» TASK:
Beneath this line are the data; copy exactly the part of them that opens with the line containing "let result = pipeforge_validate::validate(&definition);" and closes with the line containing "Ok(result) => match", and only that part.

» GIVEN INFORMATION:

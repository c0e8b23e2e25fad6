// SPDX-License-Identifier: BUSL-1.1
// Copyright (c) 2026 Alfred Jean LLC

//! `pipeforge run <file>` — load, validate, trust-check and execute a
//! pipeline, optionally re-running it on every debounced filesystem change.

use crate::color;
use crate::observer::{ConsoleObserver, Verbosity};
use anyhow::{Context, Result};
use clap::Args;
use pipeforge_core::{PipelineDefinition, RunStatus};
use std::path::PathBuf;
use std::sync::Arc;

#[derive(Args, Debug)]
pub struct RunArgs {
    /// Pipeline YAML file
    pub file: PathBuf,

    /// Pause before every step for a debug verdict
    #[arg(short, long)]
    pub interactive: bool,

    /// Run once, then re-run on every debounced filesystem change until interrupted
    #[arg(short, long)]
    pub watch: bool,

    /// Print per-step timing alongside streamed output
    #[arg(short, long)]
    pub verbose: bool,

    /// Suppress streamed step output; only the final summary is printed
    #[arg(short, long)]
    pub quiet: bool,

    /// Raise a best-effort OS notification when a run completes
    #[arg(long)]
    pub notify: bool,
}

pub async fn handle(args: RunArgs) -> Result<i32> {
    let verbosity = if args.verbose {
        Verbosity::Verbose
    } else if args.quiet {
        Verbosity::Quiet
    } else {
        Verbosity::Normal
    };

    let definition = load_and_check(&args.file)?;

    let observer: Arc<dyn pipeforge_engine::PipelineObserver> =
        Arc::new(ConsoleObserver::new(verbosity));

    if !args.watch {
        let status = run_once(&definition, args.interactive, observer, args.notify).await;
        return Ok(exit_code(status));
    }

    run_watch_loop(args.file, args.interactive, observer, args.notify).await
}

fn load_and_check(file: &PathBuf) -> Result<PipelineDefinition> {
    let definition = pipeforge_yaml::load_pipeline_file(file)
        .with_context(|| format!("loading pipeline {}", file.display()))?;

    let result = pipeforge_validate::validate(&definition);
    for message in &result.messages {
        report_validation_message(message);
    }
    if result.has_errors() {
        anyhow::bail!("pipeline has validation errors");
    }

    check_trust(file);
    Ok(definition)
}

fn report_validation_message(message: &pipeforge_validate::ValidationMessage) {
    use pipeforge_validate::Severity;
    let text = format!("{}: {}", message.location, message.message);
    match message.severity {
        Severity::Error => eprintln!("{}", color::red(&format!("error: {text}"))),
        Severity::Warning => eprintln!("{}", color::yellow(&format!("warning: {text}"))),
    }
}

/// Record/refresh the pipeline file's trust entry. Advisory only: every
/// failure is swallowed, and a changed/new file never blocks execution.
fn check_trust(file: &PathBuf) {
    let Some(directory) = pipeforge_trust::TrustStore::default_directory() else {
        return;
    };
    let store = pipeforge_trust::TrustStore::new(directory);
    match store.check(file) {
        Ok(result) => match result.status {
            pipeforge_trust::TrustStatus::New => {
                eprintln!("{}", color::dim("trust: first time seeing this pipeline file"));
            }
            pipeforge_trust::TrustStatus::Modified { .. } => {
                eprintln!(
                    "{}",
                    color::yellow("trust: pipeline file has changed since it was last run")
                );
            }
            pipeforge_trust::TrustStatus::Trusted => {}
        },
        Err(error) => {
            tracing::debug!(%error, "trust store check failed");
        }
    }
    if let Err(error) = store.trust(file, None) {
        tracing::debug!(%error, "trust store update failed");
    }
}

async fn run_once(
    definition: &PipelineDefinition,
    interactive: bool,
    observer: Arc<dyn pipeforge_engine::PipelineObserver>,
    notify: bool,
) -> RunStatus {
    let (handle, cancel) = pipeforge_engine::cancellation_channel();
    let ctrl_c = tokio::spawn(async move {
        let _ = tokio::signal::ctrl_c().await;
        handle.cancel();
    });

    let run = pipeforge_engine::execute(definition, interactive, cancel, observer).await;
    ctrl_c.abort();

    print_summary(&run);
    if notify {
        notify_completion(&run);
    }
    run.status
}

async fn run_watch_loop(
    file: PathBuf,
    interactive: bool,
    observer: Arc<dyn pipeforge_engine::PipelineObserver>,
    notify: bool,
) -> Result<i32> {
    let definition = pipeforge_yaml::load_pipeline_file(&file)?;
    let mut status = run_once(&definition, interactive, observer.clone(), notify).await;
    ring_bell();
    if status != RunStatus::Success {
        eprintln!("{}", color::red("watch: initial run failed, continuing to watch for changes"));
    }

    let triggers: Vec<pipeforge_watch::Trigger> = definition
        .watch
        .iter()
        .map(|trigger| pipeforge_watch::Trigger {
            path: PathBuf::from(&trigger.path),
            filter: trigger.filter.clone(),
            include_subdirectories: trigger.include_subdirectories,
            debounce_ms: trigger.debounce_ms,
        })
        .collect();

    if triggers.is_empty() {
        eprintln!(
            "{}",
            color::yellow("watch: pipeline declares no watch triggers, nothing to observe")
        );
        return Ok(exit_code(status));
    }

    let (tx, mut rx) = tokio::sync::mpsc::unbounded_channel();
    let watcher = pipeforge_watch::start(
        triggers,
        pipeforge_watch::DEFAULT_MIN_TRIGGER_INTERVAL,
        move |event| {
            let _ = tx.send(event);
        },
    )
    .context("starting file watcher")?;

    let mut interrupted = tokio::signal::ctrl_c();
    loop {
        tokio::select! {
            _ = &mut interrupted => break,
            event = rx.recv() => {
                let Some(event) = event else { break };
                eprintln!(
                    "{}",
                    color::dim(&format!("watch: change detected at {}", event.path.display()))
                );
                let definition = match pipeforge_yaml::load_pipeline_file(&file) {
                    Ok(definition) => definition,
                    Err(error) => {
                        eprintln!("{}", color::red(&format!("watch: failed to reload pipeline: {error}")));
                        continue;
                    }
                };
                status = run_once(&definition, interactive, observer.clone(), notify).await;
                ring_bell();
            }
        }
    }

    watcher.stop();
    Ok(exit_code(status))
}

fn ring_bell() {
    print!("\x07");
    let _ = std::io::Write::flush(&mut std::io::stdout());
}

fn notify_completion(run: &pipeforge_core::PipelineRun) {
    let summary = if run.status == RunStatus::Success {
        format!("{} succeeded", run.pipeline_name)
    } else {
        format!("{} finished as {:?}", run.pipeline_name, run.status)
    };
    if let Err(error) = notify_rust::Notification::new()
        .summary("PipeForge")
        .body(&summary)
        .show()
    {
        tracing::debug!(%error, "desktop notification failed");
    }
}

fn print_summary(run: &pipeforge_core::PipelineRun) {
    let now = chrono::Utc::now();
    let summary = run.summary(now);
    let elapsed_ms = summary.elapsed.num_milliseconds().max(0);
    let line = format!(
        "{} — {:?} in {}ms ({} ok, {} failed, {} skipped)",
        summary.pipeline_name,
        summary.status,
        elapsed_ms,
        summary.success_count,
        summary.failed_count,
        summary.skipped_count,
    );
    match summary.status {
        RunStatus::Success => println!("{}", color::green(&line)),
        RunStatus::Failed | RunStatus::Cancelled => eprintln!("{}", color::red(&line)),
        _ => println!("{line}"),
    }
}

fn exit_code(status: RunStatus) -> i32 {
    i32::from(status != RunStatus::Success)
}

» ANSWER TO THIS EXERCISE:
    let result = pipeforge_validate::validate(&definition);
    for message in &result.messages {
        report_validation_message(message);
    }
    if result.has_errors() {
        anyhow::bail!("pipeline has validation errors");
    }

    check_trust(file);
    Ok(definition)
}

fn report_validation_message(message: &pipeforge_validate::ValidationMessage) {
    use pipeforge_validate::Severity;
    let text = format!("{}: {}", message.location, message.message);
    match message.severity {
        Severity::Error => eprintln!("{}", color::red(&format!("error: {text}"))),
        Severity::Warning => eprintln!("{}", color::yellow(&format!("warning: {text}"))),
    }
}

/// Record/refresh the pipeline file's trust entry. Advisory only: every
/// failure is swallowed, and a changed/new file never blocks execution.
fn check_trust(file: &PathBuf) {
    let Some(directory) = pipeforge_trust::TrustStore::default_directory() else {
        return;
    };
    let store = pipeforge_trust::TrustStore::new(directory);
    match store.check(file) {
        Ok(result) => match result.status {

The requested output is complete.